START Dataset entries

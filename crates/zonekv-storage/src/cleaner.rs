//! Zone cleaning: victim selection, live-extent relocation and reserved
//! pool upkeep.
//!
//! Victims come off the max-heap the allocator builds (most invalid bytes
//! first). Every valid extent of a victim is read back and re-appended into
//! zones drawn from the reserved pool, splitting across destinations when
//! one fills up, then republished in the owning file's extent list and the
//! file-to-zone index. The emptied victim is reset and recycled into the
//! reserved pool, which is rebalanced back to its target size on exit.

use std::sync::atomic::Ordering;
use std::sync::Arc;

use tracing::{debug, error, warn};

use crate::config::RESERVED_ZONES;
use crate::device::{Pools, ZonedDevice};
use crate::error::{ZbdError, ZbdResult};
use crate::extent::{padded_len, Extent, ExtentInfo};
use crate::zone::Zone;

impl ZonedDevice {
    /// Runs a cleaning pass, resetting up to `num_to_reset` victim zones.
    ///
    /// With `num_to_reset == 0` the pass only tops up the working set by
    /// moving one reserved zone into the I/O pool. Returns the number of
    /// victims reset.
    pub fn zone_cleaning(&self, num_to_reset: usize) -> ZbdResult<usize> {
        let mut pools = self.pools.lock();
        self.build_gc_queue(&mut pools);
        self.zone_cleaning_locked(&mut pools, num_to_reset)
    }

    /// Draws the relocation target for a cleaning pass: the head of the
    /// reserved pool, held open for the cleaner.
    ///
    /// Fails with [`ZbdError::ReservedPoolExhausted`] when the pool is dry,
    /// which signals a pool-accounting bug rather than legitimate space
    /// pressure.
    pub fn allocate_zone_for_cleaning(&self) -> ZbdResult<Arc<Zone>> {
        let mut pools = self.pools.lock();
        self.allocate_zone_for_cleaning_locked(&mut pools)
    }

    pub(crate) fn allocate_zone_for_cleaning_locked(
        &self,
        pools: &mut Pools,
    ) -> ZbdResult<Arc<Zone>> {
        self.resources.wait_open_slot();

        let Some(id) = pools.reserved.first().copied() else {
            self.dump_reserved_pool(pools);
            error!("reserved pool dry while running zone cleaning");
            return Err(ZbdError::ReservedPoolExhausted);
        };

        let zone = self.zone_ref(id).clone();
        debug_assert!(!zone.open_for_write());
        zone.set_open_for_write(true);
        self.resources.inc_open();
        Ok(zone)
    }

    pub(crate) fn zone_cleaning_locked(
        &self,
        pools: &mut Pools,
        num_to_reset: usize,
    ) -> ZbdResult<usize> {
        let _cleaning = self.cleaning_lock.lock();
        self.cleaning_runs.fetch_add(1, Ordering::Relaxed);

        if num_to_reset == 0 {
            // Keep the working set topped up without reclaiming anything.
            if !pools.reserved.is_empty() {
                let id = pools.reserved.remove(0);
                pools.io.push(id);
            }
            return Ok(0);
        }

        let mut reset_count = 0;
        while let Some(victim) = pools.gc_queue.pop() {
            let victim_zone = self.zone_ref(victim.zone).clone();
            debug_assert!(!victim_zone.open_for_write());

            let valid_extents: Vec<ExtentInfo> = victim_zone
                .extents_snapshot()
                .into_iter()
                .filter(|info| info.valid)
                .collect();

            for info in &valid_extents {
                self.relocate_extent(pools, &victim_zone, info)?;
            }

            victim_zone.clear_used();
            let was_active = !victim_zone.is_full();
            match victim_zone.reset() {
                Ok(()) => {
                    self.zones_reset.fetch_add(1, Ordering::Relaxed);
                    if was_active {
                        self.resources.dec_active();
                    }
                    reset_count += 1;
                    if pools.reserved.len() < RESERVED_ZONES {
                        pools.io.retain(|id| *id != victim.zone);
                        pools.reserved.push(victim.zone);
                    }
                }
                Err(e) => {
                    // The zone keeps only invalid extents; housekeeping
                    // retries the reset on a later allocation.
                    warn!(zone = %victim.zone, error = %e, "failed resetting victim zone");
                }
            }

            if reset_count >= num_to_reset {
                break;
            }
        }

        self.rebalance_pools(pools);
        Ok(reset_count)
    }

    /// Moves one valid extent out of `victim` into reserved-pool zones,
    /// splitting across destinations when one fills up.
    fn relocate_extent(
        &self,
        pools: &mut Pools,
        victim: &Arc<Zone>,
        info: &ExtentInfo,
    ) -> ZbdResult<()> {
        let Some(file) = self.file(info.file) else {
            // Owner deleted after the snapshot; its extents are invalid now.
            return Ok(());
        };
        let mut file_extents = file.extents_lock().write();

        // Revalidate under the file lock: a concurrent delete may have
        // invalidated the extent after the snapshot was taken.
        let still_valid = victim
            .extents_snapshot()
            .iter()
            .any(|i| i.extent == info.extent && i.valid);
        if !still_valid {
            return Ok(());
        }

        let valid_size = info.length as usize;
        let data_size = padded_len(info.length, self.block_size()) as usize;
        let pad = (data_size - valid_size) as u64;
        let mut buf = vec![0u8; data_size];

        if let Err(e) = self.backend().pread(&mut buf[..valid_size], info.start) {
            debug!(
                zone = %victim.id(),
                extent = %info.extent,
                error = %e,
                "buffered read failed during cleaning, falling back to direct read"
            );
            self.backend().pread_direct(&mut buf[..valid_size], info.start)?;
        }

        let mut dest = self.allocate_zone_for_cleaning_locked(pools)?;
        let mut left = data_size as u64;
        let mut offset = 0usize;
        let mut moved_payload = 0u64;
        let mut new_extents: Vec<Extent> = Vec::new();

        loop {
            let capacity = dest.capacity_left();
            if capacity == 0 {
                // A previous relocation filled this zone to the byte.
                dest.set_open_for_write(false);
                self.resources.dec_open();
                dest.finish()?;

                let dest_id = dest.id();
                pools.reserved.retain(|id| *id != dest_id);
                pools.io.push(dest_id);

                dest = self.allocate_zone_for_cleaning_locked(pools)?;
                continue;
            }
            if left <= capacity {
                let start = dest.append(&buf[offset..offset + left as usize])?;
                let payload = left - pad;
                new_extents.push(self.publish_relocated(&dest, info, start, payload));
                moved_payload += payload;

                dest.set_open_for_write(false);
                self.resources.dec_open();
                break;
            }

            // Fill the destination, finish it, promote it out of the
            // reserved pool and draw the next one.
            let chunk = capacity;
            let start = dest.append(&buf[offset..offset + chunk as usize])?;
            new_extents.push(self.publish_relocated(&dest, info, start, chunk));
            moved_payload += chunk;
            left -= chunk;
            offset += chunk as usize;
            debug_assert!(dest.is_full());

            dest.set_open_for_write(false);
            self.resources.dec_open();
            dest.finish()?;

            let dest_id = dest.id();
            pools.reserved.retain(|id| *id != dest_id);
            pools.io.push(dest_id);

            dest = self.allocate_zone_for_cleaning_locked(pools)?;
        }

        debug_assert_eq!(moved_payload, info.length);

        // The victim relinquishes the extent; the copies own the bytes now.
        victim.take_extent(info.extent);
        victim.sub_used(info.length);

        {
            let mut sst_to_zones = self.sst_to_zones.lock();
            let entry = sst_to_zones.entry(info.file).or_default();
            if !victim.hosts_file(info.file) {
                entry.retain(|id| *id != victim.id());
            }
            for extent in &new_extents {
                if !entry.contains(&extent.zone) {
                    entry.push(extent.zone);
                }
            }
        }

        // Replace the old extent with the ordered copies in the file's list.
        match file_extents.iter().position(|e| e.id == info.extent) {
            Some(pos) => {
                file_extents.splice(pos..=pos, new_extents.iter().copied());
            }
            None => {
                warn!(
                    file = %info.file,
                    extent = %info.extent,
                    "relocated extent missing from file extent list"
                );
                file_extents.extend(new_extents.iter().copied());
            }
        }
        Ok(())
    }

    /// Records one relocated chunk on its destination zone and returns the
    /// file-side extent.
    fn publish_relocated(
        &self,
        dest: &Arc<Zone>,
        source: &ExtentInfo,
        start: u64,
        payload: u64,
    ) -> Extent {
        let extent = Extent {
            id: self.next_extent_id(),
            zone: dest.id(),
            start,
            length: payload,
        };
        dest.push_extent(ExtentInfo {
            extent: extent.id,
            file: source.file,
            valid: true,
            length: payload,
            start,
            lifetime: source.lifetime,
            level: source.level,
        });
        dest.add_used(payload);
        extent
    }

    /// Restores the reserved pool to its target size: non-empty or in-use
    /// reserved zones migrate to the I/O pool, empty unheld I/O zones
    /// refill the reserve, surplus drains back.
    fn rebalance_pools(&self, pools: &mut Pools) {
        let mut i = 0;
        while i < pools.reserved.len() {
            let id = pools.reserved[i];
            let zone = self.zone_ref(id);
            if !zone.is_empty() || zone.is_used() {
                pools.reserved.remove(i);
                pools.io.push(id);
                // A written zone joins the allocator's active accounting.
                if !zone.is_empty() && !zone.is_full() {
                    self.resources.inc_active();
                }
            } else {
                i += 1;
            }
        }

        let mut i = 0;
        while pools.reserved.len() < RESERVED_ZONES && i < pools.io.len() {
            let id = pools.io[i];
            let zone = self.zone_ref(id);
            if zone.is_empty() && !zone.open_for_write() {
                pools.io.remove(i);
                pools.reserved.push(id);
            } else {
                i += 1;
            }
        }

        while pools.reserved.len() > RESERVED_ZONES {
            let Some(id) = pools.reserved.pop() else { break };
            let zone = self.zone_ref(id);
            debug_assert!(zone.is_empty() && !zone.open_for_write());
            pools.io.push(id);
        }

        for id in &pools.reserved {
            self.zone_ref(*id).clear_used();
        }
    }
}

END Dataset entries

→ Activity
Please transcribe only the lines in the records above running from the line that has "warn!(zone = %victim.zone, error" through the line that has "let Some(file) = self.file(info.file)", both included, exactly as they appear.

→ Result of the exercise
                    warn!(zone = %victim.zone, error = %e, "failed resetting victim zone");
                }
            }

            if reset_count >= num_to_reset {
                break;
            }
        }

        self.rebalance_pools(pools);
        Ok(reset_count)
    }

    /// Moves one valid extent out of `victim` into reserved-pool zones,
    /// splitting across destinations when one fills up.
    fn relocate_extent(
        &self,
        pools: &mut Pools,
        victim: &Arc<Zone>,
        info: &ExtentInfo,
    ) -> ZbdResult<()> {
        let Some(file) = self.file(info.file) else {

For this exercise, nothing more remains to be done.